That said, not every taxpayer is eligible to participate in a voluntary disclosure program. Inaction upon one’s own discovery of a tax problem can lead to ineligibility if certain disqualifying events occur. Under the OVDP, a disclosure is considered timely only if it is made before: (1) the IRS has initiated a civil examination or criminal investigation of the taxpayer, or has notified the taxpayer that it intends to do so; (2) the IRS has received information from a third party (e.g., an informant, other governmental agency, or the media) alerting it to the specific taxpayer’s noncompliance; (3) the IRS has initiated a civil examination or criminal investigation which is directly related to the specific liability of the taxpayer; or (4) the IRS has acquired information directly related to the specific liability of the taxpayer from a criminal enforcement action.7

Hamlet enjoyed the luxury of ample time to consider his actions. Today’s taxpayers do not, and he who hesitates may be lost. Rushing into a disclosure, however, without a full appreciation of potential collateral issues can have disastrous consequences.

Though This Be Madness, Yet There Is Method In’t

Will you really confess your tax problems to the IRS? Some would say that to do so is madness. After all, taxpayers are under no obligation to file an amended tax return even if they discover a significant mistake on their original return after it has been filed.⁸ And the Fifth Amendment to the U.S. Constitution provides significant protection against self-incrimination.⁹ So even if the IRS catches on, it may have a difficult time gathering the information and documents needed to accurately calculate any tax due or prove a violation of the internal revenue laws beyond a reasonable doubt. So why voluntarily confess anything to the IRS or other taxing authorities?

Although it may seem counterintuitive, disclosing a previously unknown tax problem to the IRS may be in the taxpayer’s best interest. But the decision—to disclose or not to disclose—is not easy. To make the right decision, taxpayers must fully consider all of the pros and cons.

To Disclose: Pros and Cons

Pro: Avoiding Harsh Consequences of Discovery

The IRS and other taxing authorities typically show little mercy when taxpayers fail to voluntarily disclose and correct their tax transgressions. If the taxpayer does not voluntarily disclose, the IRS typically seeks to impose maximum penalties and draws all inferences against the taxpayer. Thus, arguments that the error was unintentional, or attributable to an innocent misunderstanding or erroneous tax advice, will likely meet with skepticism or fall upon deaf ears. Furthermore, once the IRS or other taxing authorities discover an error, they are likely to audit prior and subsequent years and other issues to determine the scope of the noncompliance. In such circumstances, taxpayers will have little to no control over IRS efforts to expand an audit beyond the initial years and issues.

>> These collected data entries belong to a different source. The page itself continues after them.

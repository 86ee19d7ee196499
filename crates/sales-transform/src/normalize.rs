//! Transaction normalization: column pruning, renaming, typing and the
//! year/month split of the transaction date.

use polars::prelude::{DataFrame, NamedFrom, Series};
use sales_common::{column_f64s, column_i64s, column_strings};
use sales_model::EtlConfig;

use crate::calendar::{parse_transaction_date, year_month};
use crate::error::{Result, TransformError, require_columns};

const TABLE: &str = "sales";

/// Column names used by [`normalize_transactions`].
#[derive(Debug, Clone)]
pub struct NormalizeSpec {
    pub dropped: Vec<String>,
    /// Source name and report name of each monetary measure.
    pub renamed: Vec<(String, String)>,
    pub date: String,
    /// Source name and report name of the customer key.
    pub customer_key: (String, String),
    pub discount: String,
    pub quantity: String,
    pub year: String,
    pub month: String,
}

impl NormalizeSpec {
    pub fn from_config(config: &EtlConfig) -> Self {
        let source = &config.columns.source;
        let target = &config.columns.target;
        Self {
            dropped: source.dropped.clone(),
            renamed: vec![
                (source.amount.clone(), target.revenue.clone()),
                (source.cost_amount.clone(), target.cost.clone()),
                (source.margin_amount.clone(), target.margin.clone()),
            ],
            date: source.date.clone(),
            customer_key: (source.customer_key.clone(), target.customer_key.clone()),
            discount: source.discount_amount.clone(),
            quantity: source.sale_quantity.clone(),
            year: target.year.clone(),
            month: target.month.clone(),
        }
    }
}

/// Drops unused columns, renames measures, coerces types and replaces the
/// transaction date with integer `year` and `month` columns.
///
/// Row count and order are unchanged. Monetary measures and the discount
/// become `Float64`, the quantity `Int64` and the customer key text.
pub fn normalize_transactions(df: DataFrame, spec: &NormalizeSpec) -> Result<DataFrame> {
    require_columns(&df, TABLE, spec.dropped.iter().map(String::as_str))?;
    require_columns(
        &df,
        TABLE,
        spec.renamed
            .iter()
            .map(|(source, _)| source.as_str())
            .chain([
                spec.date.as_str(),
                spec.customer_key.0.as_str(),
                spec.discount.as_str(),
                spec.quantity.as_str(),
            ]),
    )?;

    let mut df = df;
    for name in &spec.dropped {
        df = df.drop(name)?;
    }

    let (years, months) = split_dates(&df, &spec.date)?;
    df = df.drop(&spec.date)?;

    for (source, target) in spec.renamed.iter().chain([&spec.customer_key]) {
        if source != target {
            df.rename(source, target.as_str().into())?;
        }
    }

    let key = &spec.customer_key.1;
    let keys: Vec<Option<String>> = column_strings(&df, key)?
        .into_iter()
        .map(|value| value.map(|text| text.trim().to_string()))
        .collect();
    df.with_column(Series::new(key.as_str().into(), keys))?;

    for (_, name) in &spec.renamed {
        coerce_float(&mut df, name)?;
    }
    coerce_float(&mut df, &spec.discount)?;
    let quantities = column_i64s(&df, &spec.quantity)?;
    df.with_column(Series::new(spec.quantity.as_str().into(), quantities))?;

    df.with_column(Series::new(spec.year.as_str().into(), years))?;
    df.with_column(Series::new(spec.month.as_str().into(), months))?;

    tracing::debug!(rows = df.height(), columns = df.width(), "transactions normalized");
    Ok(df)
}

fn coerce_float(df: &mut DataFrame, name: &str) -> Result<()> {
    let values = column_f64s(df, name)?;
    df.with_column(Series::new(name.into(), values))?;
    Ok(())
}

/// Parses every transaction date. A null or unparseable date aborts the run.
fn split_dates(df: &DataFrame, column_name: &str) -> Result<(Vec<i32>, Vec<i32>)> {
    let column = df.column(column_name)?;
    let mut years = Vec::with_capacity(column.len());
    let mut months = Vec::with_capacity(column.len());
    for idx in 0..column.len() {
        let value = column.get(idx)?;
        let rendered = value.to_string();
        let Some(date) = parse_transaction_date(value) else {
            return Err(TransformError::InvalidValue {
                column: column_name.to_string(),
                row: idx,
                value: rendered,
            });
        };
        let (year, month) = year_month(date);
        years.push(year);
        months.push(month as i32);
    }
    Ok((years, months))
}

#[cfg(test)]
mod tests {
    use super::*;
    use polars::prelude::{DataType, df};

    fn spec() -> NormalizeSpec {
        NormalizeSpec {
            dropped: vec!["U/M".to_string()],
            renamed: vec![
                ("Sales Amount".to_string(), "Revenue".to_string()),
                ("Sales Cost Amount".to_string(), "COGS".to_string()),
                ("Sales Margin Amount".to_string(), "Profit Amount".to_string()),
            ],
            date: "DateKey".to_string(),
            customer_key: ("CustKey".to_string(), "CustKey".to_string()),
            discount: "Discount Amount".to_string(),
            quantity: "Sales Quantity".to_string(),
            year: "year".to_string(),
            month: "month".to_string(),
        }
    }

    fn test_df() -> DataFrame {
        df! {
            "CustKey" => &[10015i64, 10016],
            "DateKey" => &["2017-05-09", "2019-12-31"],
            "U/M" => &["EA", "EA"],
            "Sales Amount" => &[100i64, 250],
            "Sales Cost Amount" => &[60.5f64, 100.0],
            "Sales Margin Amount" => &[39.5f64, 150.0],
            "Discount Amount" => &[Some(1.5f64), None],
            "Sales Quantity" => &[2i64, 5],
            "Item" => &["Widget", "Gadget"],
        }
        .unwrap()
    }

    #[test]
    fn test_normalize_renames_and_splits_date() {
        let df = normalize_transactions(test_df(), &spec()).unwrap();
        let names: Vec<String> = df
            .get_column_names()
            .iter()
            .map(|name| name.to_string())
            .collect();
        assert_eq!(
            names,
            vec![
                "CustKey",
                "Revenue",
                "COGS",
                "Profit Amount",
                "Discount Amount",
                "Sales Quantity",
                "Item",
                "year",
                "month",
            ]
        );
        assert_eq!(df.column("year").unwrap().dtype(), &DataType::Int32);
        assert_eq!(column_i64s(&df, "month").unwrap(), vec![Some(5), Some(12)]);
        assert_eq!(df.column("Revenue").unwrap().dtype(), &DataType::Float64);
        assert_eq!(df.column("CustKey").unwrap().dtype(), &DataType::String);
        assert_eq!(
            column_strings(&df, "CustKey").unwrap(),
            vec![Some("10015".to_string()), Some("10016".to_string())]
        );
        assert_eq!(column_f64s(&df, "Discount Amount").unwrap()[1], None);
    }

    #[test]
    fn test_missing_dropped_column_is_schema_error() {
        let df = test_df().drop("U/M").unwrap();
        let error = normalize_transactions(df, &spec()).unwrap_err();
        assert!(matches!(error, TransformError::Schema { column, .. } if column == "U/M"));
    }

    #[test]
    fn test_unparseable_date_reports_row() {
        let mut df = test_df();
        df.with_column(Series::new("DateKey".into(), &["2017-05-09", "later"]))
            .unwrap();
        let error = normalize_transactions(df, &spec()).unwrap_err();
        assert!(matches!(
            error,
            TransformError::InvalidValue { row: 1, ref column, .. } if column == "DateKey"
        ));
    }
}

Pro: Avoiding Continued Noncompliance

Tax errors arise for a wide variety of reasons. An employee or outside tax advisor may have innocently misunderstood certain facts or tax obligations. Although valid reasons for the initial noncompliance may exist, there is no justification for continuing noncompliance after the error is discovered. Because fixing the problem going forward is critically important, it often behooves taxpayers to voluntarily disclose the problem to the IRS at or near the same time the problem is remedied on the current year’s return. Furthermore, tax filings are often presented to third parties in order to secure loans or raise capital. Continuing to rely on erroneous tax filings for nontax purposes compounds the initial noncompliance and could lead to allegations of bank or securities fraud. Voluntary disclosure programs provide taxpayers with the opportunity to clean up and avoid escalating past problems.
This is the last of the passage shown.